Adicción, depresión y menores en peligro: ¿Dónde está el límite?
Por: Mirko Plenk.
No es una novedad que las redes sociales están en la mira constante de los adultos. La duda de los padres acerca del momento adecuado para permitir a sus hijos el uso de celulares y redes sociales no se resolvió desde la llegada de estos dispositivos. Por su parte, los docentes hacen lo posible por mantener la atención de sus jóvenes alumnos en clase, con normas en las escuelas que prohíben el uso de los teléfonos. Sin embargo, ya no se trata de su utilización dentro de los establecimientos, sino que las consecuencias de las plataformas digitales se ven reflejadas de todas formas. El déficit de atención, la ansiedad e incluso la depresión, provocados por el formato de las redes sociales, son algunos de los aspectos que llevaron a Meta a perder dos juicios millonarios en cuestión de horas.
Luego de días de deliberación por parte del jurado en Los Ángeles, la empresa dueña de Instagram, Facebook y WhatsApp fue declarada responsable, junto a YouTube, de perjudicar la vida de una joven tras haber construido intencionalmente plataformas de redes sociales adictivas. La demandante, una joven de 20 años identificada como Kaley G.M. que al momento del inicio del litigio era menor de edad, asegura que pasó por depresión, ansiedad y dismorfia corporal por culpa de estas plataformas. Su madre afirmó que "su adicción a las redes cambió el modo en que funciona su cerebro". Además, sostuvo: "No tiene memoria a largo plazo. No sabe vivir sin un teléfono". Como consecuencia, la mujer recibirá un total de seis millones de dólares. Se espera que Meta pague el 70% y Google, propietaria de YouTube, el 30% restante.

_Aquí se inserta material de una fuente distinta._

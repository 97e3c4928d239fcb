//! Workflow Configuration
//!
//! 编排器的运行参数，直接作为配置文件的 `[workflow]` 段反序列化

use serde::Deserialize;
use std::time::Duration;

use super::policy::{ArtStylePolicy, RefinementPolicy, RefinementScope};

/// 工作流配置
#[derive(Debug, Clone, Deserialize)]
pub struct WorkflowConfig {
    /// 状态轮询间隔（毫秒）
    #[serde(default = "default_poll_interval_ms")]
    pub poll_interval_ms: u64,

    /// 故事创意的最少字符数（去除首尾空白后）
    #[serde(default = "default_min_idea_chars")]
    pub min_idea_chars: usize,

    #[serde(default = "default_min_scenes")]
    pub min_scenes: u8,

    #[serde(default = "default_max_scenes")]
    pub max_scenes: u8,

    /// 支持的画风
    #[serde(default = "default_supported_art_styles")]
    pub supported_art_styles: Vec<String>,

    /// 默认画风（substitute 策略下的替换值）
    #[serde(default = "default_art_style")]
    pub default_art_style: String,

    #[serde(default)]
    pub art_style_policy: ArtStylePolicy,

    #[serde(default)]
    pub refinement_scope: RefinementScope,

    /// 文本型修改结果截取的字符数
    #[serde(default = "default_refine_excerpt_chars")]
    pub refine_excerpt_chars: usize,

    /// 场景编辑是否同步到后端
    #[serde(default)]
    pub sync_scene_edits: bool,
}

fn default_poll_interval_ms() -> u64 {
    2000
}

fn default_min_idea_chars() -> usize {
    10
}

fn default_min_scenes() -> u8 {
    3
}

fn default_max_scenes() -> u8 {
    8
}

fn default_supported_art_styles() -> Vec<String> {
    ["lego", "oil", "manga", "anime", "sketch"]
        .iter()
        .map(|s| s.to_string())
        .collect()
}

fn default_art_style() -> String {
    "anime".to_string()
}

fn default_refine_excerpt_chars() -> usize {
    100
}

impl Default for WorkflowConfig {
    fn default() -> Self {
        Self {
            poll_interval_ms: default_poll_interval_ms(),
            min_idea_chars: default_min_idea_chars(),
            min_scenes: default_min_scenes(),
            max_scenes: default_max_scenes(),
            supported_art_styles: default_supported_art_styles(),
            default_art_style: default_art_style(),
            art_style_policy: ArtStylePolicy::default(),
            refinement_scope: RefinementScope::default(),
            refine_excerpt_chars: default_refine_excerpt_chars(),
            sync_scene_edits: false,
        }
    }
}

impl WorkflowConfig {
    pub fn poll_interval(&self) -> Duration {
        Duration::from_millis(self.poll_interval_ms)
    }

    pub fn refinement_policy(&self) -> RefinementPolicy {
        RefinementPolicy {
            scope: self.refinement_scope,
            excerpt_chars: self.refine_excerpt_chars,
        }
    }

    /// 画风是否受支持（忽略大小写）
    pub fn supports_art_style(&self, style: &str) -> bool {
        self.supported_art_styles
            .iter()
            .any(|s| s.eq_ignore_ascii_case(style.trim()))
    }

    pub fn with_poll_interval(mut self, interval: Duration) -> Self {
        self.poll_interval_ms = interval.as_millis() as u64;
        self
    }

    pub fn with_art_style_policy(mut self, policy: ArtStylePolicy) -> Self {
        self.art_style_policy = policy;
        self
    }

    pub fn with_refinement_scope(mut self, scope: RefinementScope) -> Self {
        self.refinement_scope = scope;
        self
    }

    pub fn with_sync_scene_edits(mut self, sync: bool) -> Self {
        self.sync_scene_edits = sync;
        self
    }
}

#[cfg(test)]
mod tests {
    use super::*;

    #[test]
    fn test_defaults() {
        let config = WorkflowConfig::default();
        assert_eq!(config.poll_interval(), Duration::from_secs(2));
        assert_eq!(config.min_idea_chars, 10);
        assert_eq!((config.min_scenes, config.max_scenes), (3, 8));
        assert_eq!(config.refinement_policy(), RefinementPolicy::default());
        assert!(!config.sync_scene_edits);
    }

    #[test]
    fn test_supports_art_style_ignores_case() {
        let config = WorkflowConfig::default();
        assert!(config.supports_art_style("Manga"));
        assert!(config.supports_art_style(" oil "));
        assert!(!config.supports_art_style("watercolor"));
    }
}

No obstante, estas redes sociales no fueron las únicas apuntadas en un principio, y es que tanto TikTok como Snapchat también se vieron involucradas. Sin embargo, ambas plataformas llegaron a un acuerdo previo con la demandante de manera extraoficial.
Este caso no es el único que puso en la lupa al grupo liderado por Mark Zuckerberg. Solo dos días antes, la empresa fue condenada a pagar $375 millones de dólares. En esta ocasión, un jurado de Nuevo México declaró culpable a Meta de utilizar sus páginas sin la seguridad necesaria para evitar el contacto entre niños y depredadores sexuales. Concluyeron que el grupo conocía estos riesgos y tenía las herramientas para evitarlos, pero no lo hizo por priorizar sus propios beneficios. El monto a pagar se debe a que la empresa fue penalizada con una multa de 5.000 dólares por cada violación a la Ley de Prácticas Desleales de Nuevo México, y se multiplicó por 37.500, el número de adolescentes que, estiman, utilizan las redes de Meta en ese estado. El fiscal Raúl Torrez aseguró: "Los ejecutivos de Meta sabían que sus productos perjudicaban a los niños, ignoraron las advertencias de sus propios empleados y le mintieron al público sobre lo que sabían".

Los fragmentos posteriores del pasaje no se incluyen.